Aber bitte, warum sich über die rüde Sprache von Cowgirls aus dem Wilden Westen mokieren, wenn wir eine Verteidigungsministerin haben, die unisono mit der Kanzlerin und dem Bundespräsidenten darüber schwadroniert, daß Deutschland mehr Verantwortung in der Welt übernehmen muß, weil das von seinen Partnern so gewünscht werde. Von der Wortwahl gesitteter, in der Entschlossenheit, Konflikte eskalieren zu lassen, um eigene Interessen durchzusetzen, keinen Deut anders als Nulands Imperativ.

Eine neue Debatte über den Einsatz der Bundeswehr im Inneren und die Wiedereinführung der Wehrpflicht sei nicht erforderlich, teilte die SPD-Bundestagsfraktion mit Blick auf die Annahme der neuen "Konzeption Zivile Verteidigung" am Mittwoch mit. Bei diesem Einwand handelt es sich wohl eher um Wunschdenken denn um ein Argument. Zumal noch gar keine Debatte, die ihren Namen verdiente, über den Einsatz der Bundeswehr im Innern geführt wurde, und schon bemühen sich die Sozialdemokraten, einer "neuen" Debatte eine Absage zu erteilen.

Nach den Vorstellungen der Konzeption zivile Verteidigung werden Bundeswehr und die übrige Gesellschaft näher zusammengeführt. Damit kommt die Politik einem vielfach geäußerten Wunsch der Bundeswehrführung nach, sich deutlicher in der Öffentlichkeit zu zeigen und eine höhere Akzeptanz in der Bevölkerung zu erlangen. Tritt ein Katastrophenfall ein, sollen die Soldaten bei der Versorgung mit Wasser, Nahrungsmitteln und Informationen sowie beim Transport Vorrang genießen. Daher ist es aus Sicht der Bundesregierung wichtig, die Bevölkerung an den Gedanken zu gewöhnen, daß Soldaten bevorzugt versorgt werden, und bei ihr die Einsicht zu fördern, im Ernstfall dieser Anordnung Folge zu leisten.

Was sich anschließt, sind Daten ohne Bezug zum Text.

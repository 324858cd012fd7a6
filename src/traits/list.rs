//! List trait for fetching collections of entities.

use async_trait::async_trait;
use serde::de::DeserializeOwned;
use serde_json::Value;

use crate::client::FiniteStateClient;
use crate::error::Result;
use crate::pagination::{ListEndpoint, Page, Paginator};

/// List/filter entities with pagination support.
///
/// Implementors only describe the endpoint; paging, retries and
/// deserialization are shared.
///
/// # Example
///
/// ```ignore
/// use finite_state_sdk::{FiniteStateClient, Finding, FindingListQuery, List};
///
/// let client = FiniteStateClient::from_env()?;
///
/// // Page by page
/// let mut pages = Finding::paginator(&client, &FindingListQuery::for_asset_version("av-1"));
/// while let Some(page) = Finding::next_page(&mut pages).await? {
///     println!("{} findings", page.len());
/// }
///
/// // Everything
/// let all = Finding::list_all(&client, &Default::default()).await?;
/// ```
#[async_trait]
pub trait List: DeserializeOwned + Send {
    /// Query parameters for filtering.
    type Query: Default + Send + Sync;

    /// The paginated endpoint for `query`.
    fn endpoint(query: &Self::Query) -> ListEndpoint;

    /// A paginator over `query` using the client's default options.
    fn paginator(client: &FiniteStateClient, query: &Self::Query) -> Paginator {
        client.paginate(Self::endpoint(query))
    }

    /// Fetch and deserialize the next page of `paginator`.
    ///
    /// # Errors
    ///
    /// Returns an error if the request fails or a record does not match
    /// the entity type.
    async fn next_page(paginator: &mut Paginator) -> Result<Option<Page<Self>>> {
        match paginator.next_page().await? {
            Some(page) => Ok(Some(deserialize_page(page)?)),
            None => Ok(None),
        }
    }

    /// List all entities matching the query (fetches all pages).
    ///
    /// # Errors
    ///
    /// Returns [`crate::FiniteStateError::Interrupted`] if a page fails
    /// after earlier pages were fetched.
    async fn list_all(client: &FiniteStateClient, query: &Self::Query) -> Result<Vec<Self>> {
        let raw = Self::paginator(client, query).collect_all().await?;
        deserialize_all(raw)
    }

    /// List at most `limit` entities.
    ///
    /// # Errors
    ///
    /// See [`List::list_all`].
    async fn list_limited(
        client: &FiniteStateClient,
        query: &Self::Query,
        limit: usize,
    ) -> Result<Vec<Self>> {
        let raw = Self::paginator(client, query)
            .with_max_records(limit)
            .collect_all()
            .await?;
        deserialize_all(raw)
    }
}

fn deserialize_page<T: DeserializeOwned>(page: Page<Value>) -> Result<Page<T>> {
    let items = deserialize_all(page.items)?;
    Ok(Page {
        items,
        page: page.page,
        count: page.count,
        has_more: page.has_more,
    })
}

fn deserialize_all<T: DeserializeOwned>(raw: Vec<Value>) -> Result<Vec<T>> {
    raw.into_iter()
        .map(|value| serde_json::from_value(value).map_err(Into::into))
        .collect()
}
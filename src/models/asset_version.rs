//! Asset version model and trait implementations.
//!
//! An asset version is one scanned build of an asset (for example a
//! firmware release). Findings and components hang off asset versions.

use async_trait::async_trait;
use chrono::{DateTime, Utc};
use serde::{Deserialize, Serialize};
use serde_json::{json, Map, Value};

use super::{fetch_one, null_default, NamedRef, UserRef};
use crate::client::FiniteStateClient;
use crate::error::Result;
use crate::pagination::ListEndpoint;
use crate::queries;
use crate::traits::{Get, List};

/// A version of an asset.
#[derive(Debug, Clone, Serialize, Deserialize)]
#[serde(rename_all = "camelCase")]
pub struct AssetVersion {
    /// Asset version id.
    pub id: String,

    /// Version name (e.g. "1.4.2").
    #[serde(default)]
    pub name: Option<String>,

    /// When the version was uploaded.
    #[serde(default)]
    pub created_at: Option<DateTime<Utc>>,

    /// Uploader.
    #[serde(default)]
    pub created_by: Option<UserRef>,

    /// Risk score relative to the rest of the organization.
    #[serde(default)]
    pub relative_risk_score: Option<f64>,

    /// Test types that ran against this version.
    #[serde(default, deserialize_with = "null_default")]
    pub unique_test_types: Vec<NamedRef>,

    /// Status of each test.
    #[serde(default, deserialize_with = "null_default")]
    pub test_statuses: Vec<String>,

    /// Owning asset.
    #[serde(default)]
    pub asset: Option<AssetRef>,
}

/// The asset an [`AssetVersion`] belongs to.
#[derive(Debug, Clone, PartialEq, Eq, Serialize, Deserialize)]
pub struct AssetRef {
    /// Asset id.
    pub id: String,
    /// Asset name.
    #[serde(default)]
    pub name: Option<String>,
    /// Business unit.
    #[serde(default)]
    pub group: Option<NamedRef>,
}

impl AssetVersion {
    /// Name of the owning asset.
    pub fn asset_name(&self) -> Option<&str> {
        self.asset.as_ref().and_then(|a| a.name.as_deref())
    }

    /// Name of the owning business unit.
    pub fn business_unit(&self) -> Option<&str> {
        self.asset
            .as_ref()
            .and_then(|a| a.group.as_ref())
            .and_then(|g| g.name.as_deref())
    }

    /// Display label: `asset name / version name`.
    pub fn label(&self) -> String {
        format!(
            "{} / {}",
            self.asset_name().unwrap_or("?"),
            self.name.as_deref().unwrap_or(&self.id)
        )
    }
}

/// Query parameters for listing asset versions.
#[derive(Debug, Clone, Default, PartialEq, Eq)]
pub struct AssetVersionListQuery {
    /// A single asset version.
    pub id: Option<String>,
    /// Versions of one asset.
    pub asset_id: Option<String>,
    /// Versions in one business unit.
    pub business_unit_id: Option<String>,
}

impl AssetVersionListQuery {
    /// GraphQL variables for this query, without paging fields.
    pub fn variables(&self) -> Value {
        let mut filter = Map::new();
        if let Some(id) = &self.id {
            filter.insert("id".into(), json!(id));
        }
        if let Some(asset_id) = &self.asset_id {
            filter.insert("asset".into(), json!({ "id": asset_id }));
        }
        if let Some(group) = &self.business_unit_id {
            filter.insert("group".into(), json!({ "id": group }));
        }
        json!({ "filter": filter })
    }
}

#[async_trait]
impl Get for AssetVersion {
    type Id = String;

    #[tracing::instrument(skip(client))]
    async fn get(client: &FiniteStateClient, id: Self::Id) -> Result<Self> {
        let query = AssetVersionListQuery {
            id: Some(id.clone()),
            ..Default::default()
        };
        fetch_one(client, Self::endpoint(&query), "asset version", &id).await
    }
}

impl List for AssetVersion {
    type Query = AssetVersionListQuery;

    fn endpoint(query: &Self::Query) -> ListEndpoint {
        ListEndpoint::graphql(queries::ALL_ASSET_VERSIONS, query.variables(), "allAssetVersions")
    }
}

/// Fetch all asset versions matching a query.
///
/// # Example
///
/// ```ignore
/// use finite_state_sdk::{FiniteStateClient, get_asset_versions, AssetVersionListQuery};
///
/// let client = FiniteStateClient::from_env()?;
/// let query = AssetVersionListQuery {
///     asset_id: Some("asset-1".to_string()),
///     ..Default::default()
/// };
/// let versions = get_asset_versions(&client, query).await?;
/// ```
pub async fn get_asset_versions(
    client: &FiniteStateClient,
    query: AssetVersionListQuery,
) -> Result<Vec<AssetVersion>> {
    AssetVersion::list_all(client, &query).await
}
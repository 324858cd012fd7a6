//! HTTP request handlers for the mock server.

pub mod auth;
pub mod graphql;
pub mod rest;

pub use auth::*;
pub use graphql::*;
pub use rest::*;

use std::sync::Arc;

use axum::{
    http::{header, HeaderMap, StatusCode},
    response::{IntoResponse, Response},
    Json,
};
use serde_json::json;
use tokio::sync::RwLock;

use crate::mock_server::state::{Fault, MockState};

/// State handle shared by every handler.
pub type SharedState = Arc<RwLock<MockState>>;

/// Reject requests without an accepted token.
///
/// GraphQL clients send `Authorization: Bearer`; the REST API reads
/// `X-Authorization`. Either is accepted.
pub(crate) fn check_auth(state: &MockState, headers: &HeaderMap) -> Option<Response> {
    let bearer = headers
        .get(header::AUTHORIZATION)
        .and_then(|v| v.to_str().ok())
        .and_then(|v| v.strip_prefix("Bearer "));
    let raw = headers.get("X-Authorization").and_then(|v| v.to_str().ok());

    match bearer.or(raw) {
        Some(token) if state.accepts(token) => None,
        _ => Some(unauthorized()),
    }
}

/// Serve the next queued fault, if any.
pub(crate) fn take_fault(state: &mut MockState) -> Option<Response> {
    let fault = state.faults.pop_front()?;
    Some(match fault {
        Fault::RateLimited { retry_after } => {
            let body = Json(json!({ "message": "Too Many Requests" }));
            match retry_after {
                Some(secs) => (
                    StatusCode::TOO_MANY_REQUESTS,
                    [(header::RETRY_AFTER, secs.to_string())],
                    body,
                )
                    .into_response(),
                None => (StatusCode::TOO_MANY_REQUESTS, body).into_response(),
            }
        }
        Fault::GraphQlRateLimited => (
            StatusCode::OK,
            Json(json!({
                "data": null,
                "errors": [{
                    "message": "Rate limit exceeded",
                    "extensions": { "code": "RATE_LIMITED", "retryAfter": 1 }
                }]
            })),
        )
            .into_response(),
        Fault::ServerError => (
            StatusCode::SERVICE_UNAVAILABLE,
            Json(json!({ "message": "Service Unavailable" })),
        )
            .into_response(),
        Fault::Unauthorized => unauthorized(),
    })
}

fn unauthorized() -> Response {
    (
        StatusCode::UNAUTHORIZED,
        Json(json!({ "message": "Invalid or expired token" })),
    )
        .into_response()
}
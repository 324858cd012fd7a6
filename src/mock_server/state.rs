//! Mock server state management.
//!
//! Provides the in-memory data store for the mock Finite State platform,
//! plus the knobs tests use to inject rate limiting and failures.

use std::collections::{HashSet, VecDeque};
use std::sync::Arc;

use serde_json::Value;
use tokio::sync::RwLock;

/// A failure the server returns instead of serving the next data request.
#[derive(Debug, Clone, PartialEq, Eq)]
pub enum Fault {
    /// HTTP 429, optionally with `Retry-After` seconds.
    RateLimited {
        /// `Retry-After` header value.
        retry_after: Option<u64>,
    },
    /// HTTP 200 with a GraphQL `RATE_LIMITED` error.
    GraphQlRateLimited,
    /// HTTP 503.
    ServerError,
    /// HTTP 401.
    Unauthorized,
}

/// Shared state for the mock server.
///
/// Records are stored as raw JSON in insertion order; `_cursor` values are
/// assigned when they are added.
#[derive(Debug, Default)]
pub struct MockState {
    /// Asset versions.
    pub asset_versions: Vec<Value>,

    /// Findings with the asset version they belong to.
    pub findings: Vec<(String, Value)>,

    /// Component instances with the asset version they belong to.
    pub components: Vec<(String, Value)>,

    /// Products.
    pub products: Vec<Value>,

    /// Assets.
    pub assets: Vec<Value>,

    /// Business units, served as `allGroups`.
    pub business_units: Vec<Value>,

    /// Users.
    pub users: Vec<Value>,

    /// REST projects.
    pub projects: Vec<Value>,

    /// If set, the token endpoint only accepts this client id and secret.
    pub credentials: Option<(String, String)>,

    /// Lifetime reported for issued tokens.
    pub token_ttl: Option<u64>,

    /// Tokens handed out so far; only these are accepted.
    pub issued_tokens: Vec<String>,

    /// Tokens that now get 401.
    pub revoked_tokens: HashSet<String>,

    /// Failures returned for the next data requests, in order.
    pub faults: VecDeque<Fault>,

    /// Asset versions whose findings always fail with 500.
    pub failing_asset_versions: HashSet<String>,

    /// Data requests received, including faulted ones.
    pub data_requests: usize,

    /// `after` values received by list queries, in order.
    pub cursors_seen: Vec<Option<String>>,

    next_cursor: u64,
}

impl MockState {
    /// Create a new empty state.
    pub fn new() -> Self {
        Self::default()
    }

    /// Create state wrapped in Arc<RwLock> for sharing.
    pub fn shared(self) -> Arc<RwLock<Self>> {
        Arc::new(RwLock::new(self))
    }

    fn stamp(&mut self, mut record: Value) -> Value {
        self.next_cursor += 1;
        if let Value::Object(map) = &mut record {
            map.insert(
                "_cursor".to_string(),
                Value::String(format!("cursor-{:06}", self.next_cursor)),
            );
        }
        record
    }

    /// Add an asset version.
    pub fn with_asset_version(mut self, record: Value) -> Self {
        let record = self.stamp(record);
        self.asset_versions.push(record);
        self
    }

    /// Add a finding to an asset version.
    pub fn with_finding(mut self, asset_version_id: &str, record: Value) -> Self {
        let record = self.stamp(record);
        self.findings.push((asset_version_id.to_string(), record));
        self
    }

    /// Add many findings to an asset version.
    pub fn with_findings(self, asset_version_id: &str, records: Vec<Value>) -> Self {
        records
            .into_iter()
            .fold(self, |state, record| state.with_finding(asset_version_id, record))
    }

    /// Add a component instance to an asset version.
    pub fn with_component(mut self, asset_version_id: &str, record: Value) -> Self {
        let record = self.stamp(record);
        self.components.push((asset_version_id.to_string(), record));
        self
    }

    /// Add a product.
    pub fn with_product(mut self, record: Value) -> Self {
        let record = self.stamp(record);
        self.products.push(record);
        self
    }

    /// Add an asset.
    pub fn with_asset(mut self, record: Value) -> Self {
        let record = self.stamp(record);
        self.assets.push(record);
        self
    }

    /// Add a business unit.
    pub fn with_business_unit(mut self, record: Value) -> Self {
        let record = self.stamp(record);
        self.business_units.push(record);
        self
    }

    /// Add a user.
    pub fn with_user(mut self, record: Value) -> Self {
        let record = self.stamp(record);
        self.users.push(record);
        self
    }

    /// Add a REST project.
    pub fn with_project(mut self, record: Value) -> Self {
        self.projects.push(record);
        self
    }

    /// Require these client credentials at the token endpoint.
    pub fn with_credentials(mut self, client_id: &str, client_secret: &str) -> Self {
        self.credentials = Some((client_id.to_string(), client_secret.to_string()));
        self
    }

    /// Report this lifetime for issued tokens.
    pub fn with_token_ttl(mut self, seconds: u64) -> Self {
        self.token_ttl = Some(seconds);
        self
    }

    /// Queue failures for the next data requests.
    pub fn with_faults(mut self, faults: impl IntoIterator<Item = Fault>) -> Self {
        self.faults.extend(faults);
        self
    }

    /// Make findings of an asset version always fail.
    pub fn with_failing_asset_version(mut self, asset_version_id: &str) -> Self {
        self.failing_asset_versions
            .insert(asset_version_id.to_string());
        self
    }

    /// Issue a new token.
    pub fn issue_token(&mut self) -> String {
        let token = format!("mock-token-{}", self.issued_tokens.len() + 1);
        self.issued_tokens.push(token.clone());
        token
    }

    /// Number of token exchanges served.
    pub fn token_exchanges(&self) -> usize {
        self.issued_tokens.len()
    }

    /// Make every token issued so far invalid.
    pub fn revoke_all_tokens(&mut self) {
        self.revoked_tokens
            .extend(self.issued_tokens.iter().cloned());
    }

    /// Whether a bearer token is currently accepted.
    pub fn accepts(&self, token: &str) -> bool {
        self.issued_tokens.iter().any(|t| t == token) && !self.revoked_tokens.contains(token)
    }

    /// Findings of one asset version.
    pub fn findings_for(&self, asset_version_id: &str) -> Vec<&Value> {
        self.findings
            .iter()
            .filter(|(av, _)| av == asset_version_id)
            .map(|(_, f)| f)
            .collect()
    }
}

#[cfg(test)]
mod tests {
    use super::*;
    use serde_json::json;

    #[test]
    fn test_cursors_are_unique_and_ordered() {
        let state = MockState::new()
            .with_asset_version(json!({"id": "av-1"}))
            .with_finding("av-1", json!({"id": "f-1"}))
            .with_finding("av-1", json!({"id": "f-2"}));

        let cursors: Vec<&str> = state
            .findings
            .iter()
            .map(|(_, f)| f["_cursor"].as_str().unwrap())
            .collect();
        assert_eq!(cursors, vec!["cursor-000002", "cursor-000003"]);
        assert_eq!(state.findings_for("av-1").len(), 2);
    }

    #[test]
    fn test_token_revocation() {
        let mut state = MockState::new();
        let token = state.issue_token();
        assert!(state.accepts(&token));
        state.revoke_all_tokens();
        assert!(!state.accepts(&token));
        assert!(!state.accepts("never-issued"));

        let fresh = state.issue_token();
        assert!(state.accepts(&fresh));
        assert_eq!(state.token_exchanges(), 2);
    }
}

Es trifft zwar zu, daß die Behörden auch früher schon empfohlen haben, sich Notvorräte anzulegen, falls beispielsweise bei einer Schneekatastrophe der Strom für längere Zeit ausfällt, wie beschwichtigende Stimmen verlauten lassen. Doch fallen die aktuellen Empfehlungen und "Gedankenspiele" über die mögliche Wiedereinführung der Wehrpflicht und die Abwehr umfassender Angriffe in eine Zeit allgemeiner Unruhe, düsterster Ahnungen und nicht zuletzt der Gewißheit, daß eine dermaßen breit und nachhaltig angelegte Feindbildproduktion, wie sie gegenwärtig in Deutschland und bei seinen Bündnispartnern gegen Rußland vorangetrieben wird, nur allzu leicht in ihre Erfüllung umschlagen könnte. Darauf wird die deutsche Bevölkerung mit der neuen Konzeption zivile Verteidigung eingestimmt.